TASK DETAILS: Give back exactly the stretch of data below from the line holding "let mut out" through the line holding "rate. All timing", both ends included, and leave the remaining lines out.

GIVEN DATA:
//! Full receiver chain

mod assembler;
mod bch;
mod correlator;
mod dibit;
mod framing;
mod nid;
mod symbol;

#[cfg(test)]
pub(crate) mod testsig;

use crate::builder::P25ReceiverBuilder;
use crate::message::{ConfigError, Message, SYMBOL_RATE};

use self::symbol::SymbolProcessor;

/// A complete P25 Phase 1 receiver core
///
/// The receiver takes batches of demodulated phase samples, in radians,
/// and performs the following operations:
///
/// 1. Symbol timing recovery with decision feedback from a bank of three
///    sync correlators offset by thirds of a symbol
/// 2. Sync confirmation and fine timing optimization by ternary search
///    over the sync correlation score
/// 3. BCH(63,16) decoding of the Network Identifier behind each sync
/// 4. Length-driven message framing, with fuzzy data unit resolution when
///    the NID cannot be corrected
///
/// To create the receiver, first create its builder:
///
/// ```
/// use p25p1::P25ReceiverBuilder;
///
/// let receiver = P25ReceiverBuilder::new(48000.0)
///     .build()
///     .expect("supported sample rate");
/// assert_eq!(receiver.input_rate(), 48000.0);
/// ```
///
/// Processing is push driven: each call to
/// [`receive()`](P25Receiver::receive) runs to completion on the caller's
/// thread and yields the messages framed along the way, in channel order.
#[derive(Clone, Debug)]
pub struct P25Receiver {
    symbols: SymbolProcessor,
    input_rate: f64,
}

impl P25Receiver {
    pub(crate) fn from_builder(cfg: &P25ReceiverBuilder) -> Result<Self, ConfigError> {
        let (detect, accept) = cfg.sync_thresholds();
        let mut out = Self {
            symbols: SymbolProcessor::new(1.0, detect, accept, cfg.bitstream_tap()),
            input_rate: 0.0,
        };
        out.set_sample_rate(cfg.sample_rate())?;
        Ok(out)
    }

    /// Input sampling rate, in Hz
    pub fn input_rate(&self) -> f64 {
        self.input_rate
    }

    /// Set or update the input sampling rate
    ///
    /// The rate must exceed twice the 4800 Hz symbol rate. All timing
    /// state is reset; any message under assembly is unaffected and will
    /// be resolved at the next sync.
    pub fn set_sample_rate(&mut self, sample_rate: f64) -> Result<(), ConfigError> {
        if sample_rate <= (2 * SYMBOL_RATE) as f64 {
            return Err(ConfigError::InvalidSampleRate(sample_rate));
        }

        self.input_rate = sample_rate;
        self.symbols
            .set_samples_per_symbol((sample_rate / SYMBOL_RATE as f64) as f32);
        Ok(())
    }

    /// Process a batch of demodulated phase samples
    ///
    /// `timestamp_ms` is the wall-clock time of the first sample of the
    /// batch; emitted messages are stamped from it at dibit resolution.
    /// Returns the messages framed while consuming the batch, in order.
    #[must_use = "iterators are lazy and do nothing unless consumed"]
    pub fn receive(
        &mut self,
        samples: &[f32],
        timestamp_ms: i64,
    ) -> impl Iterator<Item = Message> + '_ {
        self.symbols.framer().set_timestamp(timestamp_ms);
        self.symbols.receive(samples);
        self.symbols.framer().drain()
    }

    /// Push one second of silence through the chain
    ///
    /// Useful at the end of a recording to drive out symbols still
    /// buffered ahead of the sample pointer.
    #[must_use = "iterators are lazy and do nothing unless consumed"]
    pub fn flush(&mut self) -> impl Iterator<Item = Message> + '_ {
        let silence = vec![0.0f32; self.input_rate as usize];
        self.symbols.receive(&silence);
        self.symbols.framer().drain()
    }

    /// True while the most recent NID decoded cleanly and timing is being
    /// tracked in fine mode
    pub fn sync_locked(&self) -> bool {
        self.symbols.sync_locked()
    }

    /// Current estimate of input samples per symbol
    ///
    /// Starts at `input_rate / 4800` and is steered by the measured
    /// timing drift while sync lock is held.
    pub fn observed_samples_per_symbol(&self) -> f32 {
        self.symbols.observed_samples_per_symbol()
    }

    /// Resume dispatching messages
    pub fn start(&mut self) {
        self.symbols.framer().start();
    }

    /// Stop dispatching messages; sample processing continues
    pub fn stop(&mut self) {
        self.symbols.framer().stop();
    }

    /// Enable or disable the raw bitstream tap
    pub fn set_bitstream_enabled(&mut self, enabled: bool) {
        self.symbols.set_bitstream_enabled(enabled);
    }

    /// Drain byte-aligned buffers of every decided dibit, for external
    /// recording
    pub fn take_bitstream(&mut self) -> Vec<Vec<u8>> {
        self.symbols.take_bitstream()
    }
}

RESULT OF THE EXERCISE:
        let mut out = Self {
            symbols: SymbolProcessor::new(1.0, detect, accept, cfg.bitstream_tap()),
            input_rate: 0.0,
        };
        out.set_sample_rate(cfg.sample_rate())?;
        Ok(out)
    }

    /// Input sampling rate, in Hz
    pub fn input_rate(&self) -> f64 {
        self.input_rate
    }

    /// Set or update the input sampling rate
    ///
    /// The rate must exceed twice the 4800 Hz symbol rate. All timing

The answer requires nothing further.